According to the quote above, it seems clear that the compiler is
allowed to regroup the operators as long as it has no effect on the
result in a legal program.

--
---------------------------------------------------------------------
 Ed Osinski
 Computer Science Department, New York University
 E-mail:  osinski@cs.nyu.edu
---------------------------------------------------------------------
"No, no, no, don't tug on that.

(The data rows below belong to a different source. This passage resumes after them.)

//! Dry-run coordination: submit an unsigned envelope, decode what comes back.

use std::sync::Arc;

use serde_json::Value;
use stellar_xdr::curr::{
    Limits, ReadXdr, ScVal, SorobanAuthorizationEntry, SorobanTransactionData,
    TransactionEnvelope,
};
use tracing::{debug, warn};

use crate::error::{ContractError, RpcError};
use crate::rpc::{number_field, string_list, SorobanRpc};
use crate::transaction::envelope_to_base64;
use crate::types::{CostBreakdown, RestorePreamble, SimulationOutcome, SimulationResult};

/// Runs `simulateTransaction` and turns the wire result into a typed outcome.
///
/// Resource numbers are passed through exactly as the server reports them.
#[derive(Clone)]
pub struct SimulationCoordinator {
    rpc: Arc<dyn SorobanRpc>,
}

impl SimulationCoordinator {
    pub fn new(rpc: Arc<dyn SorobanRpc>) -> Self {
        Self { rpc }
    }

    pub async fn simulate(
        &self,
        envelope: &TransactionEnvelope,
    ) -> Result<SimulationOutcome, ContractError> {
        let envelope_b64 = envelope_to_base64(envelope)?;
        let response = self.rpc.simulate_transaction(&envelope_b64).await?;
        let outcome = parse_simulation_outcome(&response)?;

        match &outcome {
            SimulationOutcome::Success(result) => debug!(
                min_resource_fee = result.min_resource_fee,
                cpu = result.cost.cpu_instructions,
                auth_entries = result.auth.len(),
                restore = result.restore_preamble.is_some(),
                latest_ledger = result.latest_ledger,
                "simulation succeeded"
            ),
            SimulationOutcome::Failed { error, .. } => warn!(%error, "simulation failed"),
        }

        Ok(outcome)
    }
}

fn decode_transaction_data(b64: &str) -> Result<SorobanTransactionData, RpcError> {
    SorobanTransactionData::from_xdr_base64(b64, Limits::none())
        .map_err(|e| RpcError::Xdr(format!("transaction data: {}", e)))
}

/// Parse a simulateTransaction result JSON into a `SimulationOutcome`.
pub(crate) fn parse_simulation_outcome(result: &Value) -> Result<SimulationOutcome, RpcError> {
    let events = string_list(result, "events");

    if let Some(error) = result.get("error") {
        let error_str = error.as_str().unwrap_or("unknown simulation error");
        return Ok(SimulationOutcome::Failed {
            error: error_str.to_string(),
            events,
        });
    }

    let transaction_data = result
        .get("transactionData")
        .and_then(|v| v.as_str())
        .filter(|s| !s.is_empty())
        .ok_or_else(|| RpcError::InvalidResponse("missing 'transactionData'".to_string()))
        .and_then(decode_transaction_data)?;

    let min_resource_fee = number_field(result, "minResourceFee").unwrap_or(0);
    let latest_ledger = number_field(result, "latestLedger").unwrap_or(0);
    let latest_ledger = u32::try_from(latest_ledger).map_err(|_| {
        RpcError::InvalidResponse(format!("latestLedger {} out of range", latest_ledger))
    })?;

    // First entry carries the auth and the return value
    let mut return_value = None;
    let mut auth = Vec::new();
    if let Some(first) = result
        .get("results")
        .and_then(|v| v.as_array())
        .and_then(|arr| arr.first())
    {
        if let Some(xdr) = first.get("xdr").and_then(|v| v.as_str()) {
            let value = ScVal::from_xdr_base64(xdr, Limits::none())
                .map_err(|e| RpcError::Xdr(format!("return value: {}", e)))?;
            return_value = Some(value);
        }
        for entry in string_list(first, "auth") {
            let decoded = SorobanAuthorizationEntry::from_xdr_base64(&entry, Limits::none())
                .map_err(|e| RpcError::Xdr(format!("auth entry: {}", e)))?;
            auth.push(decoded);
        }
    }

    let cost = result
        .get("cost")
        .map(|cost| CostBreakdown {
            cpu_instructions: number_field(cost, "cpuInsns").unwrap_or(0),
            memory_bytes: number_field(cost, "memBytes").unwrap_or(0),
        })
        .unwrap_or_default();

    let restore_preamble = match result.get("restorePreamble") {
        Some(preamble) => {
            let data = preamble
                .get("transactionData")
                .and_then(|v| v.as_str())
                .ok_or_else(|| {
                    RpcError::InvalidResponse("restorePreamble without transactionData".into())
                })?;
            Some(RestorePreamble {
                transaction_data: decode_transaction_data(data)?,
                min_resource_fee: number_field(preamble, "minResourceFee").unwrap_or(0),
            })
        }
        None => None,
    };

    Ok(SimulationOutcome::Success(Box::new(SimulationResult {
        transaction_data,
        min_resource_fee,
        cost,
        auth,
        return_value,
        events,
        latest_ledger,
        restore_preamble,
    })))
}

/// Format a simulation outcome as human-readable text.
pub fn format_summary(label: &str, outcome: &SimulationOutcome, base_fee: u32) -> String {
    let mut out = format!("Simulating {}()\n", label);

    match outcome {
        SimulationOutcome::Success(result) => {
            out.push_str("  Status:     success\n");
            match &result.return_value {
                Some(ScVal::Void) | None => out.push_str("  Return:     void\n"),
                Some(ret) => out.push_str(&format!("  Return:     {:?}\n", ret)),
            }
            out.push_str(&format!(
                "  CPU:        {} instructions\n",
                format_number(result.cost.cpu_instructions)
            ));
            out.push_str(&format!(
                "  Memory:     {} bytes\n",
                format_number(result.cost.memory_bytes)
            ));
            let total_fee = result.min_resource_fee.saturating_add(u64::from(base_fee));
            out.push_str(&format!(
                "  Fee:        {} stroops (resource) + {} (base) = {} total\n",
                format_number(result.min_resource_fee),
                base_fee,
                format_number(total_fee)
            ));
            out.push_str(&format!("  Auth:       {} entry(ies)\n", result.auth.len()));
            out.push_str(&format!("  Events:     {} event(s)\n", result.events.len()));
            if result.is_read_call() {
                out.push_str("  Mode:       read-only\n");
            }
            if let Some(preamble) = &result.restore_preamble {
                out.push_str(&format!(
                    "  Restore:    required ({} stroops)\n",
                    format_number(preamble.min_resource_fee)
                ));
            }
        }
        SimulationOutcome::Failed { error, .. } => {
            out.push_str(&format!("  Status:     FAILED\n  Error:      {}\n", error));
        }
    }

    out
}

/// Format a number with thousands separators.
fn format_number(n: u64) -> String {
    let digits = n.to_string();
    let mut out = String::with_capacity(digits.len() + digits.len() / 3);
    for (i, c) in digits.chars().enumerate() {
        if i > 0 && (digits.len() - i) % 3 == 0 {
            out.push(',');
        }
        out.push(c);
    }
    out
}

// ---------------------------------------------------------------------------
// Tests
// ---------------------------------------------------------------------------

#[cfg(test)]
mod tests {
    use super::*;
    use crate::testing::{address_auth_entry, keypair, sim_failure, sim_restore, sim_success, tx_data, MockRpc};
    use crate::types::NextStep;
    use crate::sign::TransactionSigner;
    use serde_json::json;

    #[test]
    fn parses_success_with_auth_and_return() {
        let signer = keypair(2);
        let auth = vec![address_auth_entry(&signer.address(), 7)];
        let raw = sim_success(&auth, true, Some(ScVal::U32(5)));

        let outcome = parse_simulation_outcome(&raw).unwrap();
        assert_eq!(outcome.next_step(), NextStep::Sign);
        let SimulationOutcome::Success(result) = outcome else {
            panic!("expected success");
        };
        assert_eq!(result.auth, auth);
        assert_eq!(result.return_value, Some(ScVal::U32(5)));
        assert_eq!(result.min_resource_fee, 50_000);
        assert_eq!(result.latest_ledger, 1000);
        assert_eq!(result.cost.cpu_instructions, 100_000);
        assert_eq!(result.transaction_data, tx_data(true, 50_000));
        assert!(!result.is_read_call());
    }

    #[test]
    fn read_call_detection() {
        let raw = sim_success(&[], false, Some(ScVal::I32(1)));
        let SimulationOutcome::Success(result) = parse_simulation_outcome(&raw).unwrap() else {
            panic!("expected success");
        };
        assert!(result.is_read_call());
    }

    #[test]
    fn error_field_is_failure_verbatim() {
        let raw = sim_failure("HostError: Error(Contract, #3)");
        match parse_simulation_outcome(&raw).unwrap() {
            SimulationOutcome::Failed { error, events } => {
                assert_eq!(error, "HostError: Error(Contract, #3)");
                assert_eq!(events.len(), 1);
            }
            other => panic!("expected Failed, got {:?}", other),
        }
    }

    #[test]
    fn restore_preamble_is_decoded() {
        let outcome = parse_simulation_outcome(&sim_restore()).unwrap();
        assert_eq!(outcome.next_step(), NextStep::Restore);
        let SimulationOutcome::Success(result) = outcome else {
            panic!("expected success");
        };
        let preamble = result.restore_preamble.unwrap();
        assert_eq!(preamble.min_resource_fee, 20_000);
    }

    #[test]
    fn missing_transaction_data_is_invalid() {
        let raw = json!({ "latestLedger": 10, "minResourceFee": "1" });
        let err = parse_simulation_outcome(&raw).unwrap_err();
        assert!(matches!(err, RpcError::InvalidResponse(_)));
    }

    #[test]
    fn garbage_transaction_data_is_xdr_error() {
        let raw = json!({ "transactionData": "not-base64!", "latestLedger": 10 });
        let err = parse_simulation_outcome(&raw).unwrap_err();
        assert!(matches!(err, RpcError::Xdr(_)));
    }

    #[tokio::test]
    async fn coordinator_sends_envelope_once() {
        let rpc = Arc::new(MockRpc::new(10));
        rpc.push_simulation(sim_success(&[], false, None));
        let coordinator = SimulationCoordinator::new(rpc.clone());

        let envelope = crate::testing::invoke_envelope(&keypair(1).address(), 11);
        let outcome = coordinator.simulate(&envelope).await.unwrap();
        assert_eq!(outcome.next_step(), NextStep::Sign);
        assert_eq!(rpc.simulate_calls(), 1);
    }

    #[tokio::test]
    async fn coordinator_surfaces_transport_errors() {
        let rpc = Arc::new(MockRpc::new(10));
        // no scripted simulation: the mock answers with an RPC error
        let coordinator = SimulationCoordinator::new(rpc);
        let envelope = crate::testing::invoke_envelope(&keypair(1).address(), 11);
        let err = coordinator.simulate(&envelope).await.unwrap_err();
        assert!(matches!(err, ContractError::Transport(RpcError::Rpc { .. })));
    }

    #[test]
    fn summary_lists_costs() {
        let outcome = parse_simulation_outcome(&sim_success(&[], false, None)).unwrap();
        let text = format_summary("CAAA.balance", &outcome, 100);
        assert!(text.contains("Status:     success"));
        assert!(text.contains("100,000 instructions"));
        assert!(text.contains("50,000 stroops (resource) + 100 (base) = 50,100 total"));
        assert!(text.contains("read-only"));
    }

    #[test]
    fn oversized_latest_ledger_is_invalid() {
        let mut raw = sim_success(&[], false, None);
        raw["latestLedger"] = json!(u64::from(u32::MAX) + 1);
        let err = parse_simulation_outcome(&raw).unwrap_err();
        assert!(matches!(err, RpcError::InvalidResponse(_)));
    }

    #[test]
    fn summary_total_fee_saturates() {
        let mut raw = sim_success(&[], false, None);
        raw["minResourceFee"] = json!(u64::MAX.to_string());
        let outcome = parse_simulation_outcome(&raw).unwrap();
        let text = format_summary("CAAA.balance", &outcome, 100);
        assert!(text.contains(&format!("= {} total", format_number(u64::MAX))));
    }

    #[test]
    fn number_formatting() {
        assert_eq!(format_number(0), "0");
        assert_eq!(format_number(999), "999");
        assert_eq!(format_number(1000), "1,000");
        assert_eq!(format_number(1234567), "1,234,567");
    }
}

You never know what it might be attached to."
 -- Buckaroo Bonzai to assistant during brain surgery

In article <3s7l4u$a2g@cmcl2.NYU.EDU> osinski@valis.cs.nyu.edu (Ed Osinski) writes:

|> In article <cppDAGDwL.BxC@netcom.com>, cpp@netcom.com (Robin Rowe) writes:
|> |> << Operators can be regrouped according to the usual mathematical
|> |> rules only where the operators really are associative or
|> |> commutative. >>
|> |>
|>
|> According to the quote above, it seems clear that the compiler is
|> allowed to regroup the operators as long as it has no effect on the
|> result in a legal program.

Yes, but what does "really associative " mean.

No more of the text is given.